Il dibattito si accese poco più di un mese dopo la morte dell’Eroe, il 2 giugno 1882. A metà luglio si riunì un consiglio comunale che aveva all’ordine del giorno alcune importanti modifiche della toponomastica cittadina, ben oltre la via che era già stata intitolata a Cavour. La proposta della maggioranza era infatti, oltre che di trasformare piazza San Francesco in piazza Umberto, di unire una lunghissima via Nazionale il centralissimo asse che partiva da Porta San Clemente all’attuale Porta Trento Trieste, che al tempo si chiamava ancora Porta Ferdinanda, dal nome del Granduca che ne aveva favorito l’edificazione subito dopo la Restaurazione del 1815. Via Nazionale, appunto, come a Firenze e come a Roma, strada peraltro destinata a non nascere mai.
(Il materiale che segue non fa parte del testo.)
use std::net::SocketAddr;

use axum::{
    http::{header, Method},
    Router,
};
use tower_http::{
    cors::{Any, CorsLayer},
    trace::TraceLayer,
};

use crate::accounts;
use crate::state::AppState;

pub fn build_app(state: AppState) -> Router {
    let cors = CorsLayer::new()
        .allow_origin(Any)
        .allow_methods([Method::POST])
        .allow_headers([header::CONTENT_TYPE, header::CONTENT_LENGTH]);

    Router::new()
        .merge(accounts::router())
        .with_state(state)
        .layer(cors)
        .layer(
            TraceLayer::new_for_http()
                .make_span_with(|req: &axum::http::Request<_>| {
                    let method = req.method().clone();
                    let uri = req.uri().clone();
                    tracing::info_span!("http_request", %method, uri = %uri)
                })
                .on_response(
                    |res: &axum::http::Response<_>,
                     _latency: std::time::Duration,
                     span: &tracing::Span| {
                        let status = res.status();
                        span.record("status", tracing::field::display(status));
                        if status.is_server_error() {
                            tracing::error!(%status, "response");
                        } else {
                            tracing::info!(%status, "response");
                        }
                    },
                ),
        )
}

pub async fn serve(app: Router) -> anyhow::Result<()> {
    let addr: SocketAddr = format!(
        "{}:{}",
        std::env::var("APP_HOST").unwrap_or_else(|_| "0.0.0.0".into()),
        std::env::var("APP_PORT").unwrap_or_else(|_| "9000".into())
    )
    .parse()?;

    tracing::info!("listening on {}", addr);
    let listener = tokio::net::TcpListener::bind(addr).await?;
    axum::serve(listener, app).await?;
    Ok(())
}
Dall’altro lato di Palazzo Cavallo, infatti, si alzò a parlare un consigliere repubblicano e massone, Luigi Petri, che osò l’inosabile in un’Italia solidamente monarchica e in una città dominata dalla Destra clericonon solo la nascente via Nazionale a Garibaldi, ma anche piazza S.Francesco a Mazzini, morto esule in patria, ricercato dalla polizia, a Pisa nel 1872. Inevitabile il baillamme fra maggioranza e minoranza, risolto da un compromesso di cui fece le spese il povero Mazzini: per lui una strada minore, mentre Garibaldi ottenne effettivamente gli venisse intitolato l’asse nato dalla fusione di Via Sacra, via dell’Ascensione e via S.Agostino.
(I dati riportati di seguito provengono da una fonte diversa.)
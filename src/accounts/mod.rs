use crate::state::AppState;
use axum::Router;

mod dto;
pub mod handlers;
pub mod password;
pub mod repo;

pub fn router() -> Router<AppState> {
    handlers::register_routes()
}
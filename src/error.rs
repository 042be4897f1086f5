use axum::{
    http::StatusCode,
    response::{IntoResponse, Response},
    Json,
};
use serde_json::json;
use thiserror::Error;
use tracing::{error, warn};

use crate::accounts::repo::StoreError;

/// Everything that can go wrong while handling a registration, mapped to a
/// deterministic HTTP status and a `{"error": ...}` body.
#[derive(Debug, Error)]
pub enum ApiError {
    #[error("invalid request body: {0}")]
    Decode(String),
    #[error("password hashing failed")]
    Hash(anyhow::Error),
    #[error(transparent)]
    Store(#[from] StoreError),
}

impl IntoResponse for ApiError {
    fn into_response(self) -> Response {
        let (status, message) = match &self {
            ApiError::Decode(detail) => {
                warn!(%detail, "rejecting malformed registration body");
                (StatusCode::BAD_REQUEST, format!("invalid request body: {detail}"))
            }
            ApiError::Hash(e) => {
                error!(error = %e, "password hashing failed");
                (
                    StatusCode::INTERNAL_SERVER_ERROR,
                    "registration failed".to_string(),
                )
            }
            ApiError::Store(StoreError::Duplicate) => {
                warn!("rejecting registration for an already taken username");
                (
                    StatusCode::CONFLICT,
                    "account already exists".to_string(),
                )
            }
            ApiError::Store(e) => {
                error!(error = %e, "account insert failed");
                (
                    StatusCode::INTERNAL_SERVER_ERROR,
                    "registration failed".to_string(),
                )
            }
        };
        (status, Json(json!({ "error": message }))).into_response()
    }
}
I tre tratti sono ancora facilmente distinguibili. La via Sacra è quella che andava dall’edificio delle carceri fino all’incrocio con via Guido Monaco. Il nome derivava, fin dal Rinascimento, dai conventi che su di essa si affacciavano e dei quali è rimasto adesso soltanto un ricordo. Era un convento l’attuale edificio delle carceri, che non a caso si chiamano ancora di San Benedetto, erano un convento la Caserma Piave, adesso dismessa e in attesa di destinazione definitiva, gli edifici da cui sono sorte la scuola Gamurrini e il collegio di Santa Caterina.

Anche gli altri due tronconi avevano un’origine religiosa via dell’Ascensione, dall’altro lato di via Guido Monaco fino a piazza Sant’Agostino, via Sant’Agostino da lì fino a Porta Trento Trieste, un percorso lungo il quale si ritrova ancora la targa che ricorda il primo, rudimentale, stabilimento industriale cittadino, una fabbrica di uniformi per l’esercito granducale.

Garibaldi, insomma, si ritrovò titolare di una strada infinita, ben più lunga, prestigiosa e importante per i traffici che vi si svolgevano e vi si svolgono di quella dedicata successivamente al suo grande antagonista aretino, il poeta Antonio Guadagnoli. Perchè rivale? Perchè fu proprio quest’ultimo, gonfaloniere, cioè sindaco, nel 1849, a ordinare nel luglio di quell’anno che venissero chiuse le porte della città in faccia ai garibaldini e a Garibaldi in fuga da Roma, dove era appena caduta la Repubblica, verso Venezia. C’erano anche Anita, che sarebbe morta poco dopo, nelle paludi attorno a Comacchio, e Ciceruacchio, il popolare frate destinato alla fucilazione. Un peccato originale che ha pesato a lungo sugli aretini: aver costretto l’Eroe ad accamparsi sulla collina di Santa Maria. La via più lunga fu anche un modo per espiarlo.